Lance Pruitt, Allison Slenker, and Sarah Trew
Electronic Media Review, Volume Nine: 2025-2026
ABSTRACT
Nam June Paik’s Who’s Your Tree (1996) is a monumental, site-specific video installation that has been a centerpiece of the Indianapolis Museum of Art (IMA) contemporary collection since its creation in 1996. The artwork is a large-scale, tree-shaped video installation composed of 31 thirteen-inch cathode ray tube (CRT) TVs to make up “leaves and branches” and three twenty-five-inch CRT TVs for the “trunk.” The video contents feature iconic symbols and representations of Indiana including drag races, the state flag, native wildlife, and residents of the Hoosier state. The videos mirror the Indiana state flag with 19 stars and torch images and provide a familiar entry for Hoosier audiences to engage with time-based media (TBM).

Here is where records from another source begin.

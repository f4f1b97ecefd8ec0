//! Refund job: perform the on-chain refund for a cancelled or expired
//! escrow. The ledger-side sweep already happened in the same transaction
//! as the terminal status flip; this job only reconciles the chain.

use super::{JobQueues, QUEUE_REFUND};
use super::retry::RetryStrategy;
use crate::database::Database;
use crate::errors::Result;
use crate::metrics;
use crate::models::{Escrow, OnchainStatus};
use crate::rails::ChainClient;
use chrono::Utc;
use std::sync::Arc;
use tracing::{error, info, warn};
use uuid::Uuid;

pub struct RefundWorker {
    db: Arc<Database>,
    chain: Arc<dyn ChainClient>,
    queues: Arc<JobQueues>,
    retry: RetryStrategy,
    max_attempts: u32,
}

impl RefundWorker {
    pub fn new(
        db: Arc<Database>,
        chain: Arc<dyn ChainClient>,
        queues: Arc<JobQueues>,
        retry: RetryStrategy,
        max_attempts: u32,
    ) -> Self {
        Self {
            db,
            chain,
            queues,
            retry,
            max_attempts,
        }
    }

    pub async fn run_forever(
        self: Arc<Self>,
        concurrency: usize,
        poll_interval: std::time::Duration,
    ) {
        let queues = self.queues.clone();
        super::run_queue_loop(
            self,
            queues,
            QUEUE_REFUND,
            concurrency,
            poll_interval,
            |worker, id| async move {
                if let Err(e) = worker.process(id).await {
                    error!(escrow_id = %id, error = %e, "Refund job failed unexpectedly");
                }
            },
        )
        .await;
    }

    pub async fn process(&self, escrow_id: Uuid) -> Result<()> {
        let escrow: Option<Escrow> =
            sqlx::query_as::<_, Escrow>("SELECT * FROM escrows WHERE id = $1")
                .bind(escrow_id)
                .fetch_optional(self.db.pool())
                .await?;

        let escrow = match escrow {
            Some(escrow) => escrow,
            None => {
                warn!(escrow_id = %escrow_id, "Refund job for unknown escrow, dropping");
                return Ok(());
            }
        };

        if !escrow.status()?.is_terminal() {
            warn!(
                escrow_id = %escrow_id,
                status = %escrow.status,
                "Refund job for non-terminal escrow, dropping"
            );
            return Ok(());
        }

        let chain_escrow_id = match &escrow.chain_escrow_id {
            Some(id) if escrow.onchain_status == OnchainStatus::Created.as_str() => id.clone(),
            _ => {
                // Nothing materialized on-chain (or already refunded);
                // the ledger sweep was the whole story.
                metrics::JOBS_COMPLETED.with_label_values(&[QUEUE_REFUND]).inc();
                return Ok(());
            }
        };

        let attempt = escrow.chain_attempts + 1;
        sqlx::query(
            "UPDATE escrows SET chain_attempts = $1, last_attempt_at = $2, updated_at = $2 WHERE id = $3",
        )
        .bind(attempt)
        .bind(Utc::now())
        .bind(escrow_id)
        .execute(self.db.pool())
        .await?;

        let result = self
            .retry
            .execute_with_retry(
                || async { self.chain.refund_escrow(&chain_escrow_id).await },
                "escrow-refund",
            )
            .await;

        match result {
            Ok(receipt) => {
                sqlx::query(
                    r#"
                    UPDATE escrows
                    SET onchain_status = $1, chain_tx_hash = $2, updated_at = $3
                    WHERE id = $4
                    "#,
                )
                .bind(OnchainStatus::Refunded.as_str())
                .bind(&receipt.tx_hash)
                .bind(Utc::now())
                .bind(escrow_id)
                .execute(self.db.pool())
                .await?;

                metrics::JOBS_COMPLETED.with_label_values(&[QUEUE_REFUND]).inc();
                info!(escrow_id = %escrow_id, tx_hash = %receipt.tx_hash, "On-chain refund completed");
                Ok(())
            }
            Err(e) if e.is_retryable() && attempt < self.max_attempts as i32 => {
                metrics::JOBS_RETRIED.with_label_values(&[QUEUE_REFUND]).inc();
                let delay = self.retry.calculate_delay(attempt as u32);
                warn!(
                    escrow_id = %escrow_id,
                    attempt,
                    delay_ms = delay.as_millis() as u64,
                    error = %e,
                    "On-chain refund failed, will retry"
                );
                self.queues.requeue_after(QUEUE_REFUND, escrow_id, delay);
                Ok(())
            }
            Err(e) => {
                sqlx::query(
                    "UPDATE escrows SET onchain_status = $1, updated_at = $2 WHERE id = $3",
                )
                .bind(OnchainStatus::Failed.as_str())
                .bind(Utc::now())
                .bind(escrow_id)
                .execute(self.db.pool())
                .await?;

                metrics::JOBS_FAILED_TERMINAL
                    .with_label_values(&[QUEUE_REFUND])
                    .inc();
                error!(
                    escrow_id = %escrow_id,
                    attempt,
                    error = %e,
                    "On-chain refund failed terminally, flagged for operator review"
                );
                Ok(())
            }
        }
    }
}
//! Escrow-activation job: materialize a confirmed escrow on-chain and write
//! the chain references back onto the row.

use super::{JobQueues, QUEUE_ACTIVATION};
use super::retry::RetryStrategy;
use crate::database::Database;
use crate::errors::Result;
use crate::metrics;
use crate::models::{Escrow, OnchainStatus};
use crate::rails::{ChainClient, ChainEscrowSpec};
use chrono::Utc;
use std::sync::Arc;
use tracing::{error, info, warn};
use uuid::Uuid;

pub struct EscrowActivationWorker {
    db: Arc<Database>,
    chain: Arc<dyn ChainClient>,
    queues: Arc<JobQueues>,
    retry: RetryStrategy,
    max_attempts: u32,
}

impl EscrowActivationWorker {
    pub fn new(
        db: Arc<Database>,
        chain: Arc<dyn ChainClient>,
        queues: Arc<JobQueues>,
        retry: RetryStrategy,
        max_attempts: u32,
    ) -> Self {
        Self {
            db,
            chain,
            queues,
            retry,
            max_attempts,
        }
    }

    pub async fn run_forever(
        self: Arc<Self>,
        concurrency: usize,
        poll_interval: std::time::Duration,
    ) {
        let queues = self.queues.clone();
        super::run_queue_loop(
            self,
            queues,
            QUEUE_ACTIVATION,
            concurrency,
            poll_interval,
            |worker, id| async move {
                if let Err(e) = worker.process(id).await {
                    error!(escrow_id = %id, error = %e, "Escrow activation job failed unexpectedly");
                }
            },
        )
        .await;
    }

    pub async fn process(&self, escrow_id: Uuid) -> Result<()> {
        let escrow = match self.load_escrow(escrow_id).await? {
            Some(escrow) => escrow,
            None => {
                warn!(escrow_id = %escrow_id, "Activation job for unknown escrow, dropping");
                return Ok(());
            }
        };

        match escrow.onchain_status.as_str() {
            "created" | "released" | "refunded" => {
                // A prior attempt landed; nothing to do.
                metrics::JOBS_COMPLETED
                    .with_label_values(&[QUEUE_ACTIVATION])
                    .inc();
                return Ok(());
            }
            "failed" if escrow.chain_attempts >= self.max_attempts as i32 => {
                // Terminal; waiting on operator review, never retried blindly.
                return Ok(());
            }
            _ => {}
        }

        let attempt = escrow.chain_attempts + 1;
        sqlx::query(
            r#"
            UPDATE escrows
            SET onchain_status = $1, chain_attempts = $2, last_attempt_at = $3, updated_at = $3
            WHERE id = $4
            "#,
        )
        .bind(OnchainStatus::Submitted.as_str())
        .bind(attempt)
        .bind(Utc::now())
        .bind(escrow_id)
        .execute(self.db.pool())
        .await?;

        let spec = ChainEscrowSpec {
            reference: escrow.id,
            amount_minor: escrow.total_minor,
            expires_at: escrow.expires_at,
        };

        let result = self
            .retry
            .execute_with_retry(|| async { self.chain.create_escrow(&spec).await }, "escrow-activation")
            .await;

        match result {
            Ok(created) => {
                sqlx::query(
                    r#"
                    UPDATE escrows
                    SET onchain_status = $1, chain_escrow_id = $2, chain_tx_hash = $3, updated_at = $4
                    WHERE id = $5
                    "#,
                )
                .bind(OnchainStatus::Created.as_str())
                .bind(&created.chain_escrow_id)
                .bind(&created.tx_hash)
                .bind(Utc::now())
                .bind(escrow_id)
                .execute(self.db.pool())
                .await?;

                metrics::JOBS_COMPLETED
                    .with_label_values(&[QUEUE_ACTIVATION])
                    .inc();
                info!(
                    escrow_id = %escrow_id,
                    chain_escrow_id = %created.chain_escrow_id,
                    "Escrow materialized on-chain"
                );
                Ok(())
            }
            Err(e) if e.is_retryable() && attempt < self.max_attempts as i32 => {
                metrics::JOBS_RETRIED
                    .with_label_values(&[QUEUE_ACTIVATION])
                    .inc();
                let delay = self.retry.calculate_delay(attempt as u32);
                warn!(
                    escrow_id = %escrow_id,
                    attempt,
                    delay_ms = delay.as_millis() as u64,
                    error = %e,
                    "Escrow activation failed, will retry"
                );
                self.queues.requeue_after(QUEUE_ACTIVATION, escrow_id, delay);
                Ok(())
            }
            Err(e) => {
                sqlx::query(
                    "UPDATE escrows SET onchain_status = $1, updated_at = $2 WHERE id = $3",
                )
                .bind(OnchainStatus::Failed.as_str())
                .bind(Utc::now())
                .bind(escrow_id)
                .execute(self.db.pool())
                .await?;

                metrics::JOBS_FAILED_TERMINAL
                    .with_label_values(&[QUEUE_ACTIVATION])
                    .inc();
                error!(
                    escrow_id = %escrow_id,
                    attempt,
                    error = %e,
                    "Escrow activation failed terminally, flagged for operator review"
                );
                Ok(())
            }
        }
    }

    async fn load_escrow(&self, escrow_id: Uuid) -> Result<Option<Escrow>> {
        sqlx::query_as::<_, Escrow>("SELECT * FROM escrows WHERE id = $1")
            .bind(escrow_id)
            .fetch_optional(self.db.pool())
            .await
            .map_err(Into::into)
    }
}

Despite its significance, Who’s Your Tree was entombed in a walled-off gallery for more than thirteen years due to frequent breakdowns of the TVs and limited spaces where the fifteen-foot-tall installation can fit within the galleries. Without thorough documentation, institutional lore about the condition and functionality teemed with contradictions. But, in the autumn of 2021, the artwork was selected as a high-priority inclusion for an exhibition of contemporary art at the museum. With less than two years to undertake the needed preparations, and scarce monetary resources, it was clear that collaboration with colleagues throughout the IMA and beyond would be critical to successfully treating this important work for the collection.
As TBM ages, conservation teams without TBM specialists may be tasked with addressing the issues posed by these multifaceted objects. This talk will explain how, with few resources and little time, the IMA built a team to address these challenges and ultimately succeeded in getting this important work back on view. The talk will address the essential nature of collaboration to this effort and the complex stories of the artwork’s place in the IMA’s collection for nearly three decades. Lastly, this talk will discuss the many possible futures for this work include digitizing the three video files to be able to play them on media players instead of DVD players as well as continued research and testing possibilities for the eventual retrofitting of the original CRT technology with updated screens within the current monitor, based on precedents from several other ground-breaking Nam June Paik treatments at other institutions.